La dependencia respecto al centro ha provocado que desde el centro aporten recursos ayuda según su propia visión y no según el diagnóstico elaborado a partir del territorio nuestro, la claudicación de las autoridades locales se evidencia con la demanda constante de “más presencia” de Ejército, Marina y Guardia Nacional, sin entender lo fácil que es para el crimen organizado entrar en receso mientras baja la presión de fuerzas cuya esencia es itinerante, disponibles para dónde se vean más altas las llamas.

Mutación trágica

Zacatecas tiene medio siglo como territorio del tráfico internacional, en la década de los Ochenta de Villa de Cos partían a los Estados Unidos cargamentos de cosecha de marihuana empaquetada por carreteras y por ferrocarril desde Cañitas, en los Noventa uno de los tantos vuelos procedentes de Colombia con 12 toneladas y media de cocaína aterrizó de emergencia en Sombrerete, hay muchos hechos que nos llevan a la conclusión de que no nos vamos a librar de las operaciones del narcotráfico a gran escala hasta que llegue la solución de fondo.
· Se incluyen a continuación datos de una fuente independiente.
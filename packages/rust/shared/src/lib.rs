//! Shared types, error model, and configuration for PageWatch.
//!
//! This crate is the foundation depended on by all other PageWatch crates.
//! It provides:
//! - [`PageWatchError`] and [`FetchError`]: the error taxonomy
//! - Domain types ([`MonitoredTarget`], [`Observation`], [`TargetId`], [`FetchSpec`])
//! - Weekly schedules ([`Schedule`], [`Weekday`])
//! - Configuration ([`AppConfig`], runtime configs, config loading)

pub mod config;
pub mod error;
pub mod schedule;
pub mod types;

// Re-export public API at crate root for ergonomic imports.
pub use config::{
    AppConfig, FetchConfig, FetchSection, GenerationConfig, GenerationSection, ScheduleTimezone,
    SchedulerConfig, SchedulerSection, StorageSection, config_dir, config_file_path, init_config,
    load_config, load_config_from,
};
pub use error::{FetchError, PageWatchError, Result};
pub use schedule::{Schedule, Weekday, parse_api_days, parse_time_of_day};
pub use types::{FetchSpec, MonitoredTarget, Observation, TargetId};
A lo que si podemos aspirar es a que la seguridad de los habitantes sea restablecida a los niveles en que el narcotráfico operaba sin afectarla, cuando los paisanos Mireles, Bracamontes y Pérez, reclutados por los grandes cárteles, hacían sus negocios sin tener a la gente pacífica con el “Jesús en la boca” porque no ponían derecho de piso a los que se ganan la vida legalmente, que no secuestraban inocentes para financiarse, que no desaparecían personas para la esclavitud sexual y laboral.

Lo que ha sembrado dolor entre nosotros, los zacatecanos, es el recuento de víctimas inocentes secuestradas como represalia por rebelarse ante la extorsión, por jovencitas que desaparecieron para siempre, por los endeudados a perpetuidad para rescatar un familiar de las garras de sus captores y sobre todo, por la amarga sensación de que nuestros seres queridos y nosotros mismos estamos expuestos a que nos ocurra.
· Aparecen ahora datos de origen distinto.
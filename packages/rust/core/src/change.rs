//! Content fingerprinting and single-level change detection.

use sha2::{Digest, Sha256};
use tracing::debug;

use pagewatch_shared::{Result, TargetId};
use pagewatch_storage::Storage;

/// SHA-256 of the raw markup, lowercase hex.
pub fn fingerprint(markup: &str) -> String {
    let mut hasher = Sha256::new();
    hasher.update(markup.as_bytes());
    format!("{:x}", hasher.finalize())
}

/// Outcome of comparing fresh markup to the latest stored observation.
#[derive(Debug, Clone, PartialEq, Eq)]
pub enum ChangeDecision {
    /// Same fingerprint as the latest observation.
    Unchanged,
    /// Different from the latest observation, or nothing comparable stored.
    Changed { previous: Option<String> },
}

/// Fingerprint plus the decision reached for it.
#[derive(Debug, Clone, PartialEq, Eq)]
pub struct Detection {
    pub fingerprint: String,
    pub decision: ChangeDecision,
}

impl Detection {
    pub fn is_changed(&self) -> bool {
        matches!(self.decision, ChangeDecision::Changed { .. })
    }
}

/// Compares fetched markup against the target's most recent observation only.
/// A → B → A counts as two changes.
pub struct ChangeDetector<'a> {
    storage: &'a Storage,
}

impl<'a> ChangeDetector<'a> {
    pub fn new(storage: &'a Storage) -> Self {
        Self { storage }
    }

    pub async fn detect(&self, target_id: &TargetId, markup: &str) -> Result<Detection> {
        let fingerprint = fingerprint(markup);
        let previous = self.storage.current_fingerprint(target_id).await?;

        let decision = match previous {
            Some(prev) if prev == fingerprint => ChangeDecision::Unchanged,
            previous => ChangeDecision::Changed { previous },
        };
        debug!(
            %target_id,
            %fingerprint,
            changed = !matches!(decision, ChangeDecision::Unchanged),
            "change detection"
        );

        Ok(Detection {
            fingerprint,
            decision,
        })
    }
}
#[cfg(test)]
mod tests {
    use super::*;
    use std::sync::atomic::AtomicUsize;

    use pagewatch_shared::Weekday;

    /// Records every run and the highest number of overlapping runs.
    #[derive(Default)]
    struct RecordingRunner {
        runs: Mutex<Vec<TargetId>>,
        in_flight: AtomicUsize,
        max_in_flight: AtomicUsize,
        delay: Duration,
    }

    impl RecordingRunner {
        fn with_delay(delay: Duration) -> Arc<Self> {
            Arc::new(Self {
                delay,
                ..Self::default()
            })
        }

        async fn runs(&self) -> Vec<TargetId> {
            self.runs.lock().await.clone()
        }
    }

    #[async_trait]
    impl TargetRunner for RecordingRunner {
        async fn run_target(&self, target_id: TargetId, _spec: &FetchSpec) {
            let now = self.in_flight.fetch_add(1, Ordering::SeqCst) + 1;
            self.max_in_flight.fetch_max(now, Ordering::SeqCst);
            tokio::time::sleep(self.delay).await;
            self.runs.lock().await.push(target_id);
            self.in_flight.fetch_sub(1, Ordering::SeqCst);
        }
    }

    fn spec(n: u32) -> FetchSpec {
        FetchSpec {
            url: format!("http://news.example/{n}"),
            selector: "#list".into(),
        }
    }

    fn weekly() -> Schedule {
        Schedule::new([Weekday::Monday], 8, 0).unwrap()
    }

    fn added_at() -> DateTime<Utc> {
        Utc.with_ymd_and_hms(2024, 1, 1, 0, 0, 0).unwrap()
    }

    fn target(id: TargetId, n: u32, active: bool) -> MonitoredTarget {
        MonitoredTarget {
            id,
            url: format!("http://news.example/{n}"),
            selector: "#list".into(),
            schedule: weekly(),
            active,
            custom_instruction: None,
            created_at: added_at(),
            activated_at: added_at(),
        }
    }

    /// 100ms before the Monday 08:00 slot of `weekly()`.
    fn just_before_slot() -> DateTime<Utc> {
        Utc.with_ymd_and_hms(2024, 1, 1, 7, 59, 59).unwrap() + chrono::TimeDelta::milliseconds(900)
    }

    async fn wait_for_runs(runner: &RecordingRunner, count: usize) {
        for _ in 0..200 {
            if runner.runs().await.len() >= count {
                return;
            }
            tokio::time::sleep(Duration::from_millis(10)).await;
        }
    }

    #[tokio::test]
    async fn register_runs_immediately() {
        let runner = RecordingRunner::with_delay(Duration::ZERO);
        let scheduler = JobScheduler::new(runner.clone(), ScheduleTimezone::Utc);
        scheduler.start().await;

        let id = TargetId::new();
        scheduler.register(id, spec(1), weekly()).await;
        wait_for_runs(&runner, 1).await;

        assert_eq!(runner.runs().await, vec![id]);
        assert_eq!(scheduler.registered().await, vec![id]);
        scheduler.stop().await;
    }

    #[tokio::test(flavor = "multi_thread", worker_threads = 2)]
    async fn runs_never_overlap() {
        let runner = RecordingRunner::with_delay(Duration::from_millis(30));
        let scheduler = JobScheduler::new(runner.clone(), ScheduleTimezone::Utc);
        scheduler.start().await;

        for n in 0..4 {
            scheduler.register(TargetId::new(), spec(n), weekly()).await;
        }
        wait_for_runs(&runner, 4).await;

        assert_eq!(runner.runs().await.len(), 4);
        assert_eq!(runner.max_in_flight.load(Ordering::SeqCst), 1);
        scheduler.stop().await;
    }

    #[tokio::test]
    async fn jobs_queued_before_start_run_after_start() {
        let runner = RecordingRunner::with_delay(Duration::ZERO);
        let scheduler = JobScheduler::new(runner.clone(), ScheduleTimezone::Local);

        let id = TargetId::new();
        scheduler.register(id, spec(1), weekly()).await;
        tokio::time::sleep(Duration::from_millis(20)).await;
        assert!(runner.runs().await.is_empty());

        scheduler.start().await;
        wait_for_runs(&runner, 1).await;
        assert_eq!(runner.runs().await, vec![id]);
        scheduler.stop().await;
    }

    #[tokio::test]
    async fn reregistering_replaces_without_duplicate_runs() {
        let runner = RecordingRunner::with_delay(Duration::ZERO);
        let scheduler = JobScheduler::new(runner.clone(), ScheduleTimezone::Utc);

        let id = TargetId::new();
        scheduler.register(id, spec(1), weekly()).await;
        scheduler.register(id, spec(2), weekly()).await;
        scheduler.start().await;
        wait_for_runs(&runner, 1).await;
        tokio::time::sleep(Duration::from_millis(50)).await;

        // The first registration's immediate job is stale and skipped.
        assert_eq!(runner.runs().await, vec![id]);
        assert_eq!(scheduler.registered().await.len(), 1);
        scheduler.stop().await;
    }

    #[tokio::test]
    async fn unregistered_target_is_skipped() {
        let runner = RecordingRunner::with_delay(Duration::ZERO);
        let scheduler = JobScheduler::new(runner.clone(), ScheduleTimezone::Utc);

        let removed = TargetId::new();
        let kept = TargetId::new();
        scheduler.register(removed, spec(1), weekly()).await;
        scheduler.register(kept, spec(2), weekly()).await;
        assert!(scheduler.unregister(&removed).await);
        assert!(!scheduler.unregister(&removed).await);

        scheduler.start().await;
        wait_for_runs(&runner, 1).await;
        tokio::time::sleep(Duration::from_millis(50)).await;

        assert_eq!(runner.runs().await, vec![kept]);
        scheduler.stop().await;
    }

    #[tokio::test]
    async fn reconcile_tracks_active_targets() {
        let runner = RecordingRunner::with_delay(Duration::ZERO);
        let scheduler = JobScheduler::new(runner.clone(), ScheduleTimezone::Utc);
        scheduler.start().await;

        let a = TargetId::new();
        let b = TargetId::new();
        let report = scheduler
            .reconcile(&[target(a, 1, true), target(b, 2, true)])
            .await;
        assert_eq!(report.registered.len(), 2);
        wait_for_runs(&runner, 2).await;

        // Unchanged set: nothing to do.
        let report = scheduler
            .reconcile(&[target(a, 1, true), target(b, 2, true)])
            .await;
        assert!(report.is_empty());

        // b deactivated, a moved to another page.
        let report = scheduler
            .reconcile(&[target(a, 3, true), target(b, 2, false)])
            .await;
        assert_eq!(report.registered, vec![a]);
        assert_eq!(report.unregistered, vec![b]);
        assert_eq!(scheduler.registered().await, vec![a]);

        wait_for_runs(&runner, 3).await;
        assert_eq!(runner.runs().await.len(), 3);
        scheduler.stop().await;
    }

    #[tokio::test]
    async fn reactivated_target_runs_again() {
        let runner = RecordingRunner::with_delay(Duration::ZERO);
        let scheduler = JobScheduler::new(runner.clone(), ScheduleTimezone::Utc);
        scheduler.start().await;

        let id = TargetId::new();
        scheduler.reconcile(&[target(id, 1, true)]).await;
        wait_for_runs(&runner, 1).await;

        // Paused and resumed between two reconciles: only the stamp moved.
        let mut resumed = target(id, 1, true);
        resumed.activated_at = added_at() + chrono::TimeDelta::minutes(5);
        let report = scheduler.reconcile(&[resumed.clone()]).await;
        assert_eq!(report.registered, vec![id]);
        assert!(report.unregistered.is_empty());

        wait_for_runs(&runner, 2).await;
        assert_eq!(runner.runs().await, vec![id, id]);

        assert!(scheduler.reconcile(&[resumed]).await.is_empty());
        scheduler.stop().await;
    }

    #[tokio::test]
    async fn trigger_queues_scheduled_job_once_per_slot() {
        let (queue, mut jobs) = mpsc::unbounded_channel();
        let id = TargetId::new();
        let trigger = tokio::spawn(trigger_loop(
            id,
            7,
            spec(1),
            weekly(),
            just_before_slot,
            queue,
        ));

        let job = tokio::time::timeout(Duration::from_secs(2), jobs.recv())
            .await
            .expect("trigger fired")
            .expect("queue open");
        assert_eq!(job.target_id, id);
        assert_eq!(job.generation, 7);
        assert_eq!(job.reason, JobReason::Scheduled);
        assert_eq!(job.spec, spec(1));

        // The clock still reads just before the slot, which has already fired.
        let again = tokio::time::timeout(Duration::from_millis(400), jobs.recv()).await;
        assert!(again.is_err(), "same slot fired twice");

        trigger.abort();
    }

    #[tokio::test]
    async fn stop_clears_triggers_and_is_idempotent() {
        let runner = RecordingRunner::with_delay(Duration::ZERO);
        let scheduler = JobScheduler::new(runner.clone(), ScheduleTimezone::Utc);
        scheduler.start().await;
        scheduler.start().await;

        scheduler.register(TargetId::new(), spec(1), weekly()).await;
        wait_for_runs(&runner, 1).await;

        scheduler.stop().await;
        assert!(scheduler.registered().await.is_empty());
        scheduler.stop().await;
    }

    #[test]
    fn delay_is_clamped_at_zero() {
        let now = Utc::now();
        let past = now - chrono::TimeDelta::seconds(5);
        assert_eq!(delay_until(&past, &now), Duration::ZERO);

        let later = now + chrono::TimeDelta::seconds(90);
        assert_eq!(delay_until(&later, &now), Duration::from_secs(90));
    }
}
La violencia entre bandas está lejos de nuestra posibilidad de ponerles fin, nada impide que los grupos se maten entre sí en lejanías poco pobladas como hace años sucedió en los municipios zacatecanos de Florencia de Benito Juárez y recientemente en Valparaíso, nos damos de santos porque no se enfrenten en discotecas, bares y aeropuertos como les ha sucedió a otros estados .

Es difícil proteger de bandas enemigas al infortunado “halcón” o “burrero”, despachador de narco tienditas o sicario. El que se mete en camisa de once varas impulsado por su necesidad o su ambición no tiene más amparo que su suerte en la dura realidad.

Pobreza hasta para pedir

La interlocución con el gobierno federal será productiva cuando seamos capaces de presentar puntual pliego petitorio en materia de seguridad que conlleve compromiso de involucramiento activo y verificable de ayuntamientos y gobierno del estado, a nada nos conduce aferrarnos a nuestra pobreza petitoria de “más presencia” de Guardia Nacional, Ejército y Marina, esa visión ha fracasado.
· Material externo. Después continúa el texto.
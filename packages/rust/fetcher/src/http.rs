//! HTTP implementation of [`ContentFetcher`].
//!
//! Every fetch opens its own [`PageSession`] and drops it before returning,
//! so no connection state leaks between runs or survives a failed one.

use async_trait::async_trait;
use reqwest::Client;
use scraper::{Html, Selector};
use tracing::{debug, instrument};
use url::Url;

use pagewatch_shared::{FetchConfig, FetchError};

use crate::ContentFetcher;

// ---------------------------------------------------------------------------
// PageSession
// ---------------------------------------------------------------------------

/// A single page-load session. Released when dropped.
pub struct PageSession {
    client: Client,
    url: Url,
    timeout_secs: u64,
}

impl PageSession {
    /// Open a session for `url` with a fresh client.
    pub fn open(config: &FetchConfig, url: &str) -> Result<Self, FetchError> {
        let url = Url::parse(url).map_err(|e| FetchError::Transport {
            reason: format!("invalid url {url}: {e}"),
        })?;

        let client = Client::builder()
            .user_agent(config.user_agent.as_str())
            .redirect(reqwest::redirect::Policy::limited(config.max_redirects))
            .timeout(config.timeout)
            .build()
            .map_err(|e| FetchError::Transport {
                reason: format!("failed to build HTTP client: {e}"),
            })?;

        debug!(%url, "page session opened");
        Ok(Self {
            client,
            url,
            timeout_secs: config.timeout.as_secs(),
        })
    }

    /// Load the page body. Any non-2xx status is an error.
    pub async fn load(&self) -> Result<String, FetchError> {
        let response = self
            .client
            .get(self.url.as_str())
            .send()
            .await
            .map_err(|e| self.transport_error(e))?;

        let status = response.status();
        if !status.is_success() {
            return Err(FetchError::Status {
                url: self.url.to_string(),
                status: status.as_u16(),
            });
        }

        response.text().await.map_err(|e| self.transport_error(e))
    }

    fn transport_error(&self, e: reqwest::Error) -> FetchError {
        if e.is_timeout() {
            FetchError::Timeout {
                url: self.url.to_string(),
                timeout_secs: self.timeout_secs,
            }
        } else {
            FetchError::Transport {
                reason: format!("{}: {e}", self.url),
            }
        }
    }
}

impl Drop for PageSession {
    fn drop(&mut self) {
        debug!(url = %self.url, "page session released");
    }
}

// ---------------------------------------------------------------------------
// Element extraction
// ---------------------------------------------------------------------------

/// Inner markup of the first element in `body` matching `selector`.
pub fn extract_inner_html(body: &str, selector: &str) -> Result<String, FetchError> {
    let parsed = Selector::parse(selector).map_err(|e| FetchError::InvalidSelector {
        selector: selector.to_string(),
        reason: e.to_string(),
    })?;

    let doc = Html::parse_document(body);
    let element = doc
        .select(&parsed)
        .next()
        .ok_or_else(|| FetchError::SelectorNotFound {
            selector: selector.to_string(),
        })?;

    let html = element.inner_html();
    if html.trim().is_empty() {
        return Err(FetchError::EmptyContent {
            selector: selector.to_string(),
        });
    }
    Ok(html)
}

// ---------------------------------------------------------------------------
// HttpFetcher
// ---------------------------------------------------------------------------

/// Fetches element markup over plain HTTP. No JavaScript is executed.
#[derive(Debug, Clone, Default)]
pub struct HttpFetcher {
    config: FetchConfig,
}

impl HttpFetcher {
    pub fn new(config: FetchConfig) -> Self {
        Self { config }
    }
}

#[async_trait]
impl ContentFetcher for HttpFetcher {
    #[instrument(skip_all, fields(url = %url, selector = %selector))]
    async fn fetch(&self, url: &str, selector: &str) -> Result<String, FetchError> {
        let body = {
            let session = PageSession::open(&self.config, url)?;
            session.load().await?
        };

        let html = extract_inner_html(&body, selector)?;
        debug!(bytes = html.len(), "element extracted");
        Ok(html)
    }
}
La obligación de brindar seguridad a los habitantes no ha sido atendida ni entendida, es hora de menos vehículos para comodidad de jefes y más patrullas, menos aviadores y más policías. más gasolina para patrullar que para legislar

Otra verdad ignorada: En el principio de nuestros males está la impune corrupción pública ¿Quién le entra?